What makes NBA player (and back-to-back MVP) Giannis Antetokounmpo a bona fide superstar? And what would you look for in the numbers to spot the next Giannis? In fact, just as in tech companies, many sports franchises are trying to answer a basic question: what do the numbers today tell us about the possible outcomes of tomorrow — and what (or who) do we need to get to a winning outcome?
In basketball and tech in particular, a deeper understanding of efficiency — both in how to measure it and how to leverage that to build winning teams — and usage has changed the game in the last decade. Efficiency is essentially a snapshot view of how well a player or go-to-market team can perform, given some constraint such as cap space or advertising budget, while usage helps us understand how that efficiency will hold up over time.
To mostly productive ends, NBA teams now use efficiency and usage as the metrics that dictate the way they use possessions and how they find superstar players and build their lineups around those superstars. Many tech companies are starting to use a similar framework when allocating capital against go-to-market (GTM) efforts, often measured as lifetime value (LTV) over customer acquisition costs (CAC).
The emergence of the usage/efficiency frontier from basketball demonstrates how to use the concept in tech going forward.
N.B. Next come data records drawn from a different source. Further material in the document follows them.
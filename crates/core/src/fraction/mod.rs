#![forbid(unsafe_code)]

/// Largest denominator considered by [`format_fraction`]. Values needing a
/// finer resolution are approximated, not represented exactly.
pub const MAX_DENOMINATOR: u32 = 1000;

const TOLERANCE: f64 = 1.0e-6;

fn split_fraction(text: &str) -> Option<(f64, f64)> {
    let (numerator, denominator) = text.split_once('/')?;
    let numerator = numerator.trim();
    let denominator = denominator.trim();
    if numerator.is_empty() || denominator.is_empty() {
        return None;
    }
    if !numerator.bytes().all(|b| b.is_ascii_digit()) {
        return None;
    }
    if !denominator.bytes().all(|b| b.is_ascii_digit()) {
        return None;
    }
    let numerator = numerator.parse::<f64>().ok()?;
    let denominator = denominator.parse::<f64>().ok()?;
    Some((numerator, denominator))
}

/// True only for the strict "digits/digits" form with a non-zero
/// denominator. Decimal strings are not valid fractions.
pub fn is_valid_fraction(text: &str) -> bool {
    matches!(split_fraction(text), Some((_, denominator)) if denominator != 0.0)
}

/// Parses "numerator/denominator" or a plain decimal. Returns `f64::NAN`
/// when neither form parses; never panics.
pub fn parse_fraction(text: &str) -> f64 {
    if let Some((numerator, denominator)) = split_fraction(text)
        && denominator != 0.0
    {
        return numerator / denominator;
    }
    text.trim().parse::<f64>().unwrap_or(f64::NAN)
}

/// Renders `value` as the "n/d" pair with the smallest error among
/// denominators 1..=[`MAX_DENOMINATOR`]. A candidate replaces the incumbent
/// only when it improves the error by more than 1e-6, so the first (smallest)
/// denominator wins ties: 0.5 becomes "1/2", not "500/1000".
pub fn format_fraction(value: f64) -> String {
    let mut numerator = 1.0_f64;
    let mut denominator = 1u32;
    let mut error = (value - 1.0).abs();

    for d in 1..=MAX_DENOMINATOR {
        let n = (value * f64::from(d)).round();
        let err = (value - n / f64::from(d)).abs();
        if err < error - TOLERANCE {
            numerator = n;
            denominator = d;
            error = err;
        }
    }

    format!("{numerator}/{denominator}")
}
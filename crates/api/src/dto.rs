#![forbid(unsafe_code)]

use serde::Serialize;
use ur_core::report::{AllocationReport, AllocationRow};
use ur_core::units::AreaUnit;

#[derive(Clone, Debug, Serialize)]
pub struct AllocationRowDto {
    pub owner_id: String,
    pub owner_name: String,
    pub share_percent_text: String,
    pub area_text: String,
}

impl From<AllocationRow> for AllocationRowDto {
    fn from(row: AllocationRow) -> Self {
        Self {
            owner_id: row.owner_id,
            owner_name: row.owner_name,
            share_percent_text: row.share_percent_text,
            area_text: row.area_text,
        }
    }
}

#[derive(Clone, Debug, Serialize)]
pub struct AllocationReportDto {
    pub plot_id: String,
    pub total_area_m2: f64,
    /// Wire tag of the display unit the rows were rendered in.
    pub unit: String,
    pub rows: Vec<AllocationRowDto>,
    pub unallocated_share_percent_text: String,
    pub unallocated_area_text: String,
}

impl AllocationReportDto {
    pub fn new(report: AllocationReport, unit: AreaUnit) -> Self {
        Self {
            plot_id: report.plot_id,
            total_area_m2: report.total_area_m2,
            unit: unit.tag().to_string(),
            rows: report.rows.into_iter().map(AllocationRowDto::from).collect(),
            unallocated_share_percent_text: report.unallocated_share_percent_text,
            unallocated_area_text: report.unallocated_area_text,
        }
    }
}
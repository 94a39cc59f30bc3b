#![forbid(unsafe_code)]

use crate::envelope::op_error;
use serde_json::{Map, Value};

pub(crate) fn require_string(args: &Map<String, Value>, key: &str) -> Result<String, Value> {
    let Some(v) = args.get(key).and_then(|v| v.as_str()) else {
        return Err(op_error("INVALID_INPUT", &format!("{key} is required")));
    };
    Ok(v.to_string())
}

pub(crate) fn optional_string(
    args: &Map<String, Value>,
    key: &str,
) -> Result<Option<String>, Value> {
    let Some(value) = args.get(key) else {
        return Ok(None);
    };
    match value {
        Value::Null => Ok(None),
        Value::String(v) => Ok(Some(v.to_string())),
        _ => Err(op_error(
            "INVALID_INPUT",
            &format!("{key} must be a string"),
        )),
    }
}

pub(crate) fn require_f64(args: &Map<String, Value>, key: &str) -> Result<f64, Value> {
    let Some(value) = args.get(key) else {
        return Err(op_error("INVALID_INPUT", &format!("{key} is required")));
    };
    match value {
        Value::Number(n) => n
            .as_f64()
            .ok_or_else(|| op_error("INVALID_INPUT", &format!("{key} must be a number"))),
        _ => Err(op_error(
            "INVALID_INPUT",
            &format!("{key} must be a number"),
        )),
    }
}

pub(crate) fn optional_f64(args: &Map<String, Value>, key: &str) -> Result<Option<f64>, Value> {
    let Some(value) = args.get(key) else {
        return Ok(None);
    };
    match value {
        Value::Null => Ok(None),
        Value::Number(n) => n
            .as_f64()
            .map(Some)
            .ok_or_else(|| op_error("INVALID_INPUT", &format!("{key} must be a number"))),
        _ => Err(op_error(
            "INVALID_INPUT",
            &format!("{key} must be a number"),
        )),
    }
}

pub(crate) fn optional_bool(args: &Map<String, Value>, key: &str) -> Result<Option<bool>, Value> {
    let Some(value) = args.get(key) else {
        return Ok(None);
    };
    match value {
        Value::Null => Ok(None),
        Value::Bool(v) => Ok(Some(*v)),
        _ => Err(op_error(
            "INVALID_INPUT",
            &format!("{key} must be a boolean"),
        )),
    }
}
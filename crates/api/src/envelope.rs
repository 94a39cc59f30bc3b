#![forbid(unsafe_code)]

use serde_json::{Value, json};

pub fn op_ok(intent: &str, result: Value) -> Value {
    json!({
        "success": true,
        "intent": intent,
        "result": result,
        "error": null
    })
}

pub fn op_error(code: &str, message: &str) -> Value {
    json!({
        "success": false,
        "result": null,
        "error": {
            "code": code,
            "message": message.trim()
        }
    })
}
We believe a new paradigm for efficiency at the growth-stage will emerge — one that shifts the focus away from static LTV/CAC comparisons and toward a longitudinal view that considers the different paths to superstar efficiency at scale.
“How many points can Giannis score when given the reins on 25% of his team’s possessions?” “How much long-term revenue can a sales team generate when given a budget of $1M?”
Though these questions derive from two very different scenarios, both are about understanding efficiency: how well can a player or sales and marketing team turn an opportunity into a positive outcome?
At its core, any efficiency metric is an expression of performance vs. a constraint. In basketball, this could be points per possession; in software GTM teams, it’s often LTV/CAC. Performance metrics express a desired outcome (such as points or customer lifetime value) divided by the opportunity cost (possessions or dollars invested).
But these ratios, considered in a vacuum, are insufficient to make strategic decisions. Player A who scores six points on three possessions per game is very different from Player B who scores 30 points on 15 possessions, as Player B maintains their efficiency over three times as many possessions. Considering efficiency with the context of usage shows how the ratio holds up when the player is given more opportunities.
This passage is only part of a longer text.